• _Dataset entries_:
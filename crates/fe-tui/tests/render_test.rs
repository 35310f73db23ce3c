//! Render tests for every FlowEnergy TUI tab.
//!
//! Each test draws the full UI into a 120x40 buffer and checks that the
//! expected content, or the upgrade overlay, appears.

use crossterm::event::{KeyCode, KeyEvent, KeyEventKind, KeyEventState, KeyModifiers};
use ratatui::{backend::TestBackend, Terminal};

// Include binary-crate modules via path for testing.
#[path = "../src/app.rs"]
mod app;
#[path = "../src/tabs/mod.rs"]
mod tabs;
#[path = "../src/ui.rs"]
mod ui;
#[path = "../src/widgets/mod.rs"]
mod widgets;

use fe_core::analysis;
use fe_core::catalog::ChartKind;
use fe_core::plan::PlanTier;

// ---------------------------------------------------------------------------
// Helpers
// ---------------------------------------------------------------------------

const WIDTH: u16 = 120;
const HEIGHT: u16 = 40;

fn key(code: KeyCode) -> KeyEvent {
    KeyEvent {
        code,
        modifiers: KeyModifiers::empty(),
        kind: KeyEventKind::Press,
        state: KeyEventState::empty(),
    }
}

fn render_to_string(app: &app::App) -> String {
    let backend = TestBackend::new(WIDTH, HEIGHT);
    let mut terminal = Terminal::new(backend).unwrap();
    terminal.draw(|frame| ui::render(frame, app)).unwrap();
    let buf = terminal.backend().buffer().clone();
    let mut out = String::new();
    for y in 0..buf.area.height {
        for x in 0..buf.area.width {
            out.push_str(buf[(x, y)].symbol());
        }
        out.push('\n');
    }
    out
}

fn render_tab(tier: PlanTier, tab: char) -> String {
    let mut app = app::App::new(tier);
    app.on_key(key(KeyCode::Char(tab)));
    render_to_string(&app)
}

// ---------------------------------------------------------------------------
// Chrome
// ---------------------------------------------------------------------------

#[test]
fn header_shows_brand_tabs_and_plan() {
    let out = render_tab(PlanTier::Pro, '1');
    assert!(out.contains("FlowEnergy"));
    assert!(out.contains("Pro Access"));
    for name in app::TAB_NAMES {
        assert!(out.contains(name), "missing tab {name}");
    }
    assert!(!out.contains("Prediction*"));
}

#[test]
fn free_plan_marks_locked_tabs() {
    let out = render_tab(PlanTier::Free, '1');
    assert!(out.contains("Free Node"));
    assert!(out.contains("Prediction*"));
    assert!(out.contains("Reports") && !out.contains("Reports*"));
}

#[test]
fn help_modal_lists_keys() {
    let mut app = app::App::new(PlanTier::Pro);
    app.on_key(key(KeyCode::Char('?')));
    let out = render_to_string(&app);
    assert!(out.contains("Keybindings"));
    assert!(out.contains("Switch plan Free / Pro"));
}

#[test]
fn status_bar_shows_notice() {
    let mut app = app::App::new(PlanTier::Pro);
    app.on_key(key(KeyCode::Char('p')));
    let out = render_to_string(&app);
    assert!(out.contains("Plan switched to Free Node"));
}

// ---------------------------------------------------------------------------
// Dashboard
// ---------------------------------------------------------------------------

#[test]
fn dashboard_renders_metrics_and_default_charts() {
    let out = render_tab(PlanTier::Free, '1');
    assert!(out.contains("Today's Consumption"));
    assert!(out.contains("Load Factor"));
    for kind in ChartKind::DEFAULT_ENABLED {
        assert!(out.contains(kind.name()), "missing chart {}", kind.name());
    }
    assert!(!out.contains("Upgrade to Pro"));
}

#[test]
fn dashboard_gates_premium_chart_on_free() {
    let mut app = app::App::new(PlanTier::Free);
    app.toggle_chart(ChartKind::Regression);
    let out = render_to_string(&app);
    assert!(out.contains("Upgrade to Pro"));

    app.toggle_plan();
    let out = render_to_string(&app);
    assert!(!out.contains("Upgrade to Pro"));
    assert!(out.contains(ChartKind::Regression.name()));
}

#[test]
fn dashboard_without_charts_shows_hint() {
    let mut app = app::App::new(PlanTier::Pro);
    for kind in ChartKind::DEFAULT_ENABLED {
        app.toggle_chart(kind);
    }
    let out = render_to_string(&app);
    assert!(out.contains("No charts enabled"));
}

#[test]
fn gallery_lists_categories() {
    let mut app = app::App::new(PlanTier::Free);
    app.on_key(key(KeyCode::Char('g')));
    let out = render_to_string(&app);
    assert!(out.contains("Chart Gallery"));
    assert!(out.contains("Basic Charts"));
    assert!(out.contains("Advanced Analytics"));
    assert!(out.contains("AI-Powered"));
    assert!(out.contains("locked"));
}

// ---------------------------------------------------------------------------
// Data Hub
// ---------------------------------------------------------------------------

#[test]
fn data_hub_renders_topology_mapping_and_log() {
    let out = render_tab(PlanTier::Free, '2');
    assert!(out.contains("Asset Topology"));
    assert!(out.contains("Chiller-1 (Main)"));
    assert!(out.contains("Taichung Plant"));
    assert!(out.contains("[Online]"));
    assert!(out.contains("Field Mapping"));
    assert!(out.contains("unmapped"));
    assert!(out.contains("Stream Pulse"));
    assert!(out.contains("[08:42:11]"));
    assert!(!out.contains("Upgrade to Pro"));
    // Fab 1 starts collapsed.
    assert!(!out.contains("Air Compressor 01"));
}

// ---------------------------------------------------------------------------
// Premium pages
// ---------------------------------------------------------------------------

#[test]
fn prediction_gated_on_free() {
    let out = render_tab(PlanTier::Free, '3');
    assert!(out.contains("Energy Prediction Analysis"));
    assert!(out.contains("Upgrade to Pro"));
}

#[test]
fn prediction_open_on_pro() {
    let out = render_tab(PlanTier::Pro, '3');
    assert!(out.contains("Energy Forecast"));
    assert!(out.contains("Consumption Trend"));
    assert!(!out.contains("Upgrade to Pro"));
}

#[test]
fn optimization_renders_parameters() {
    let out = render_tab(PlanTier::Pro, '4');
    assert!(out.contains("Recommendations"));
    assert!(out.contains("NT$46,400/mo"));
    for p in analysis::optimization_parameters() {
        assert!(out.contains(p.name), "missing parameter {}", p.name);
    }
}

#[test]
fn optimization_gated_on_free() {
    let out = render_tab(PlanTier::Free, '4');
    assert!(out.contains("Optimization Engine"));
    assert!(out.contains("Upgrade to Pro"));
}

#[test]
fn demand_renders_profile_and_suggestions() {
    let out = render_tab(PlanTier::Pro, '5');
    assert!(out.contains("24h Demand Profile"));
    assert!(out.contains("/350 kW"));
    assert!(out.contains("Load Shifting"));
    assert!(out.contains("Ice Storage Charging"));
}

#[test]
fn insights_render_feed_with_first_expanded() {
    let out = render_tab(PlanTier::Pro, '6');
    let insights = analysis::insights();
    assert!(out.contains("AI Insights"));
    assert!(out.contains(insights[0].title));
    assert!(out.contains(insights[0].actions[0]));
    assert!(out.contains("All (5)"));
}

#[test]
fn insights_gated_on_free() {
    let out = render_tab(PlanTier::Free, '6');
    assert!(out.contains("Upgrade to Pro"));
}

// ---------------------------------------------------------------------------
// Open pages
// ---------------------------------------------------------------------------

#[test]
fn reports_show_modules_and_history() {
    let out = render_tab(PlanTier::Free, '7');
    assert!(out.contains("Report Modules"));
    assert!(out.contains("Executive Summary"));
    assert!(out.contains("~6 pages"));
    assert!(out.contains("Previous Reports"));
    assert!(!out.contains("Upgrade to Pro"));
}

#[test]
fn settings_compare_plans_and_show_config() {
    let out = render_tab(PlanTier::Pro, '8');
    assert!(out.contains("Enterprise"));
    assert!(out.contains("unlimited"));
    assert!(out.contains("default_tier"));
}
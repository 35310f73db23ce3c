use ratatui::layout::{Constraint, Direction, Layout, Rect};
use ratatui::style::{Color, Modifier, Style};
use ratatui::text::{Line, Span};
use ratatui::widgets::{Block, Borders, Clear, Paragraph, Wrap};
use ratatui::Frame;

use fe_core::analysis;
use fe_core::catalog::{self, ChartCategory, ChartKind};
use fe_core::entitlement::evaluate;

use crate::app::App;
use crate::widgets::{chart, gate_overlay, help_modal, metric_card};

const CHARTS_PER_ROW: usize = 2;

/// Tab 1: KPI tiles and the enabled charts, each behind its own gate.
pub fn render(frame: &mut Frame, app: &App, area: Rect) {
    let chunks = Layout::default()
        .direction(Direction::Vertical)
        .constraints([
            Constraint::Length(1),
            Constraint::Length(4),
            Constraint::Min(0),
        ])
        .split(area);

    render_filters(frame, app, chunks[0]);
    render_metrics(frame, chunks[1]);
    render_charts(frame, app, chunks[2]);

    if app.show_gallery {
        render_gallery(frame, app);
    }
}

fn render_filters(frame: &mut Frame, app: &App, area: Rect) {
    let site = catalog::site(&app.building)
        .map(|s| s.name)
        .unwrap_or("Unknown site");
    let line = Line::from(vec![
        Span::styled(" Site: ", Style::default().fg(Color::DarkGray)),
        Span::raw(site),
        Span::styled("  Range: ", Style::default().fg(Color::DarkGray)),
        Span::raw(app.time_range.label()),
        Span::styled(
            format!("  {} charts enabled", app.charts.len()),
            Style::default().fg(Color::DarkGray),
        ),
    ]);
    frame.render_widget(Paragraph::new(line), area);
}

fn render_metrics(frame: &mut Frame, area: Rect) {
    let metrics = match analysis::dashboard_metrics() {
        Ok(m) => m,
        Err(e) => {
            tracing::error!(error = %e, "dashboard metrics unavailable");
            return;
        }
    };
    if metrics.is_empty() {
        return;
    }
    let cells = Layout::default()
        .direction(Direction::Horizontal)
        .constraints(vec![Constraint::Ratio(1, metrics.len() as u32); metrics.len()])
        .split(area);
    for (metric, cell) in metrics.iter().zip(cells.iter()) {
        metric_card::render(frame, *cell, metric);
    }
}

fn render_charts(frame: &mut Frame, app: &App, area: Rect) {
    let enabled = app.charts.enabled();
    if enabled.is_empty() {
        let hint = Paragraph::new("No charts enabled. Press g to open the chart gallery.")
            .style(Style::default().fg(Color::DarkGray))
            .block(Block::default().borders(Borders::ALL).title(" Charts "));
        frame.render_widget(hint, area);
        return;
    }

    let tier = app.tier();
    let rows = enabled.len().div_ceil(CHARTS_PER_ROW);
    let row_areas = Layout::default()
        .direction(Direction::Vertical)
        .constraints(vec![Constraint::Ratio(1, rows as u32); rows])
        .split(area);

    for (row_area, kinds) in row_areas.iter().zip(enabled.chunks(CHARTS_PER_ROW)) {
        let cells = Layout::default()
            .direction(Direction::Horizontal)
            .constraints(vec![Constraint::Ratio(1, CHARTS_PER_ROW as u32); CHARTS_PER_ROW])
            .split(*row_area);
        for (kind, cell) in kinds.iter().zip(cells.iter()) {
            let gate = evaluate(tier, kind);
            gate_overlay::render_gated(frame, *cell, &gate, |frame, area| {
                chart::render_kind(frame, area, *kind)
            });
        }
    }
}

/// Chart gallery popup: every catalogue chart grouped by category.
fn render_gallery(frame: &mut Frame, app: &App) {
    let area = help_modal::centered_rect(70, 80, frame.area());
    frame.render_widget(Clear, area);

    let tier = app.tier();
    let mut lines: Vec<Line> = Vec::new();
    let mut category: Option<ChartCategory> = None;
    for (i, kind) in ChartKind::ALL.iter().enumerate() {
        if category != Some(kind.category()) {
            category = Some(kind.category());
            if i > 0 {
                lines.push(Line::from(""));
            }
            lines.push(Line::from(vec![
                Span::styled(
                    format!(" {} ", kind.category().label()),
                    Style::default()
                        .fg(Color::Cyan)
                        .add_modifier(Modifier::BOLD),
                ),
                Span::styled(
                    format!("[{}]", kind.category().plan_badge()),
                    Style::default().fg(Color::DarkGray),
                ),
            ]));
        }

        let check = if app.charts.contains(*kind) { "[x]" } else { "[ ]" };
        let locked = !evaluate(tier, kind).is_open();
        let mut spans = vec![
            Span::raw(format!("   {} ", check)),
            Span::raw(kind.name()),
        ];
        if locked {
            spans.push(Span::styled("  locked", Style::default().fg(Color::Yellow)));
        }
        let line = Line::from(spans);
        lines.push(if i == app.selected_index {
            line.style(Style::default().bg(Color::DarkGray))
        } else {
            line
        });
    }

    let chunks = Layout::default()
        .direction(Direction::Vertical)
        .constraints([Constraint::Min(0), Constraint::Length(4)])
        .split(area);

    let list = Paragraph::new(lines).block(
        Block::default()
            .borders(Borders::ALL)
            .title(" Chart Gallery ")
            .border_style(Style::default().fg(Color::Cyan)),
    );
    frame.render_widget(list, chunks[0]);

    let detail = ChartKind::ALL
        .get(app.selected_index)
        .map(|k| k.description())
        .unwrap_or_default();
    let footer = Paragraph::new(vec![
        Line::from(detail),
        Line::from(Span::styled(
            "Space toggle  j/k move  g/Esc close",
            Style::default().fg(Color::DarkGray),
        )),
    ])
    .wrap(Wrap { trim: true })
    .block(Block::default().borders(Borders::ALL));
    frame.render_widget(footer, chunks[1]);
}
use std::fmt;
use std::str::FromStr;

use serde::{Deserialize, Serialize};

// ---------------------------------------------------------------------------
// PlanTier
// ---------------------------------------------------------------------------

/// Subscription level of the current session.
///
/// Gating is binary: only [`PlanTier::Free`] lacks premium access. `Pro` and
/// `Enterprise` differ in [`PlanLimits`] quotas and display labels only.
#[derive(Debug, Clone, Copy, PartialEq, Eq, Hash, Default, Serialize, Deserialize)]
#[serde(rename_all = "snake_case")]
pub enum PlanTier {
    Free,
    #[default]
    Pro,
    Enterprise,
}

impl PlanTier {
    pub const ALL: [PlanTier; 3] = [PlanTier::Free, PlanTier::Pro, PlanTier::Enterprise];

    pub fn has_premium_access(&self) -> bool {
        !matches!(self, PlanTier::Free)
    }

    pub fn as_str(&self) -> &'static str {
        match self {
            PlanTier::Free => "free",
            PlanTier::Pro => "pro",
            PlanTier::Enterprise => "enterprise",
        }
    }

    /// Badge text shown next to the user name.
    pub fn display_label(&self) -> &'static str {
        match self {
            PlanTier::Free => "Free Node",
            PlanTier::Pro => "Pro Access",
            PlanTier::Enterprise => "Enterprise",
        }
    }

    pub fn limits(&self) -> PlanLimits {
        PlanLimits::for_tier(*self)
    }
}

impl fmt::Display for PlanTier {
    fn fmt(&self, f: &mut fmt::Formatter<'_>) -> fmt::Result {
        f.write_str(self.as_str())
    }
}

#[derive(Debug, Clone, PartialEq, Eq, thiserror::Error)]
pub enum PlanError {
    #[error("unknown plan tier `{0}` (expected free, pro or enterprise)")]
    Unknown(String),
}

impl FromStr for PlanTier {
    type Err = PlanError;

    fn from_str(s: &str) -> Result<Self, Self::Err> {
        match s.trim().to_ascii_lowercase().as_str() {
            "free" => Ok(PlanTier::Free),
            "pro" => Ok(PlanTier::Pro),
            "enterprise" => Ok(PlanTier::Enterprise),
            _ => Err(PlanError::Unknown(s.to_string())),
        }
    }
}

// ---------------------------------------------------------------------------
// PlanToggle
// ---------------------------------------------------------------------------

/// The two values the in-app plan switch can set.
#[derive(Debug, Clone, Copy, PartialEq, Eq, Serialize, Deserialize)]
#[serde(rename_all = "snake_case")]
pub enum PlanToggle {
    Free,
    Pro,
}

impl PlanToggle {
    /// The other side of the switch.
    pub fn flipped(&self) -> PlanToggle {
        match self {
            PlanToggle::Free => PlanToggle::Pro,
            PlanToggle::Pro => PlanToggle::Free,
        }
    }
}

impl From<PlanToggle> for PlanTier {
    fn from(t: PlanToggle) -> Self {
        match t {
            PlanToggle::Free => PlanTier::Free,
            PlanToggle::Pro => PlanTier::Pro,
        }
    }
}

impl From<PlanTier> for PlanToggle {
    /// Enterprise sits on the paid side of the switch.
    fn from(t: PlanTier) -> Self {
        match t {
            PlanTier::Free => PlanToggle::Free,
            PlanTier::Pro | PlanTier::Enterprise => PlanToggle::Pro,
        }
    }
}

/// Session-scoped plan holder. Starts at the configured default and changes
/// only through [`PlanSession::set`] / [`PlanSession::toggle`].
#[derive(Debug, Clone, PartialEq, Eq, Default)]
pub struct PlanSession {
    tier: PlanTier,
}

impl PlanSession {
    pub fn new(tier: PlanTier) -> Self {
        Self { tier }
    }

    pub fn tier(&self) -> PlanTier {
        self.tier
    }

    pub fn set(&mut self, toggle: PlanToggle) {
        let next = PlanTier::from(toggle);
        if next != self.tier {
            tracing::info!(from = %self.tier, to = %next, "plan changed");
        }
        self.tier = next;
    }

    /// Flip between free and pro.
    pub fn toggle(&mut self) -> PlanTier {
        let next = PlanToggle::from(self.tier).flipped();
        self.set(next);
        self.tier
    }
}

// ---------------------------------------------------------------------------
// Features / limits
// ---------------------------------------------------------------------------

#[derive(Debug, Clone, Copy, PartialEq, Eq, Hash, Serialize, Deserialize)]
#[serde(rename_all = "snake_case")]
pub enum Feature {
    Dashboard,
    CsvImport,
    BasicCharts,
    AiPrediction,
    Optimization,
    DemandAnalysis,
    AutoReports,
    RealtimeStreaming,
}

impl Feature {
    pub const ALL: [Feature; 8] = [
        Feature::Dashboard,
        Feature::CsvImport,
        Feature::BasicCharts,
        Feature::AiPrediction,
        Feature::Optimization,
        Feature::DemandAnalysis,
        Feature::AutoReports,
        Feature::RealtimeStreaming,
    ];

    pub fn as_str(&self) -> &'static str {
        match self {
            Feature::Dashboard => "dashboard",
            Feature::CsvImport => "csv_import",
            Feature::BasicCharts => "basic_charts",
            Feature::AiPrediction => "ai_prediction",
            Feature::Optimization => "optimization",
            Feature::DemandAnalysis => "demand_analysis",
            Feature::AutoReports => "auto_reports",
            Feature::RealtimeStreaming => "realtime_streaming",
        }
    }
}

const FREE_FEATURES: &[Feature] = &[Feature::Dashboard, Feature::CsvImport, Feature::BasicCharts];

const PRO_FEATURES: &[Feature] = &[
    Feature::Dashboard,
    Feature::CsvImport,
    Feature::BasicCharts,
    Feature::AiPrediction,
    Feature::Optimization,
    Feature::DemandAnalysis,
    Feature::AutoReports,
    Feature::RealtimeStreaming,
];

#[derive(Debug, Clone, PartialEq, Eq, Serialize)]
#[serde(rename_all = "snake_case")]
pub enum FeatureSet {
    Listed(Vec<Feature>),
    All,
}

/// Per-tier quotas. `None` means unlimited.
#[derive(Debug, Clone, PartialEq, Eq, Serialize)]
pub struct PlanLimits {
    pub max_sites: Option<u32>,
    pub max_devices: Option<u32>,
    pub data_retention_days: Option<u32>,
    pub features: FeatureSet,
}

impl PlanLimits {
    pub fn for_tier(tier: PlanTier) -> Self {
        match tier {
            PlanTier::Free => Self {
                max_sites: Some(1),
                max_devices: Some(5),
                data_retention_days: Some(7),
                features: FeatureSet::Listed(FREE_FEATURES.to_vec()),
            },
            PlanTier::Pro => Self {
                max_sites: Some(10),
                max_devices: Some(50),
                data_retention_days: Some(90),
                features: FeatureSet::Listed(PRO_FEATURES.to_vec()),
            },
            PlanTier::Enterprise => Self {
                max_sites: None,
                max_devices: None,
                data_retention_days: None,
                features: FeatureSet::All,
            },
        }
    }

    pub fn allows(&self, feature: Feature) -> bool {
        match &self.features {
            FeatureSet::All => true,
            FeatureSet::Listed(list) => list.contains(&feature),
        }
    }
}

// ---------------------------------------------------------------------------
// Tests
// ---------------------------------------------------------------------------

#[cfg(test)]
mod tests {
    use super::*;

    #[test]
    fn default_tier_is_pro() {
        assert_eq!(PlanTier::default(), PlanTier::Pro);
        assert_eq!(PlanSession::default().tier(), PlanTier::Pro);
    }

    #[test]
    fn only_free_lacks_premium() {
        assert!(!PlanTier::Free.has_premium_access());
        assert!(PlanTier::Pro.has_premium_access());
        assert!(PlanTier::Enterprise.has_premium_access());
    }

    #[test]
    fn parse_tiers() {
        assert_eq!("free".parse::<PlanTier>().unwrap(), PlanTier::Free);
        assert_eq!(" PRO ".parse::<PlanTier>().unwrap(), PlanTier::Pro);
        assert_eq!("Enterprise".parse::<PlanTier>().unwrap(), PlanTier::Enterprise);
        let err = "gold".parse::<PlanTier>().unwrap_err();
        assert!(err.to_string().contains("gold"));
    }

    #[test]
    fn toggle_flips_free_and_pro() {
        let mut s = PlanSession::default();
        assert_eq!(s.toggle(), PlanTier::Free);
        assert_eq!(s.toggle(), PlanTier::Pro);
    }

    #[test]
    fn enterprise_toggles_down_to_free() {
        let mut s = PlanSession::new(PlanTier::Enterprise);
        assert_eq!(s.toggle(), PlanTier::Free);
    }

    #[test]
    fn set_from_toggle() {
        let mut s = PlanSession::new(PlanTier::Free);
        s.set(PlanToggle::Pro);
        assert_eq!(s.tier(), PlanTier::Pro);
        s.set(PlanToggle::Pro);
        assert_eq!(s.tier(), PlanTier::Pro);
    }

    #[test]
    fn display_labels() {
        assert_eq!(PlanTier::Free.display_label(), "Free Node");
        assert_eq!(PlanTier::Pro.display_label(), "Pro Access");
        assert_eq!(PlanTier::Enterprise.display_label(), "Enterprise");
    }

    #[test]
    fn free_limits() {
        let l = PlanLimits::for_tier(PlanTier::Free);
        assert_eq!(l.max_sites, Some(1));
        assert_eq!(l.max_devices, Some(5));
        assert_eq!(l.data_retention_days, Some(7));
        assert!(l.allows(Feature::CsvImport));
        assert!(!l.allows(Feature::AiPrediction));
    }

    #[test]
    fn pro_limits_cover_every_feature() {
        let l = PlanTier::Pro.limits();
        assert_eq!(l.max_sites, Some(10));
        for f in Feature::ALL {
            assert!(l.allows(f), "pro should allow {}", f.as_str());
        }
    }

    #[test]
    fn enterprise_is_unlimited() {
        let l = PlanTier::Enterprise.limits();
        assert_eq!(l.max_sites, None);
        assert_eq!(l.max_devices, None);
        assert_eq!(l.data_retention_days, None);
        assert_eq!(l.features, FeatureSet::All);
    }
}
use ratatui::layout::{Constraint, Direction, Layout, Rect};
use ratatui::style::{Color, Modifier, Style};
use ratatui::text::{Line, Span};
use ratatui::widgets::{Block, Borders, Paragraph, Wrap};
use ratatui::Frame;

use fe_core::analysis::{self, InsightCard, Tone};
use fe_core::fixtures;

use crate::app::App;
use crate::widgets::{chart, gate_overlay};

/// Tab 3: two-week forecast with confidence band and insight cards.
pub fn render(frame: &mut Frame, app: &App, area: Rect) {
    gate_overlay::render_gated(frame, area, &app.page_gate(), render_content);
}

fn render_content(frame: &mut Frame, area: Rect) {
    let chunks = Layout::default()
        .direction(Direction::Vertical)
        .constraints([Constraint::Min(10), Constraint::Length(6)])
        .split(area);

    match fixtures::prediction() {
        Ok(ds) => chart::render_dataset(frame, chunks[0], "Energy Forecast (14 days)", &ds, "kWh"),
        Err(e) => tracing::error!(error = %e, "prediction dataset failed to build"),
    }

    let cards = analysis::prediction_cards();
    let cells = Layout::default()
        .direction(Direction::Horizontal)
        .constraints(vec![Constraint::Ratio(1, cards.len().max(1) as u32); cards.len().max(1)])
        .split(chunks[1]);
    for (card, cell) in cards.iter().zip(cells.iter()) {
        render_card(frame, *cell, card);
    }
}

fn render_card(frame: &mut Frame, area: Rect, card: &InsightCard) {
    let color = match card.tone {
        Tone::Positive => Color::Green,
        Tone::Warning => Color::Yellow,
        Tone::Info => Color::Cyan,
    };
    let body = Paragraph::new(Line::from(card.body))
        .wrap(Wrap { trim: true })
        .block(
            Block::default()
                .borders(Borders::ALL)
                .border_style(Style::default().fg(color))
                .title(Span::styled(
                    format!(" {} ", card.title),
                    Style::default().fg(color).add_modifier(Modifier::BOLD),
                )),
        );
    frame.render_widget(body, area);
}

• _To do_:
Every line above that includes the word "InsightCard" should be listed.

• _Answer to the exercise_:
use fe_core::analysis::{self, InsightCard, Tone};
fn render_card(frame: &mut Frame, area: Rect, card: &InsightCard) {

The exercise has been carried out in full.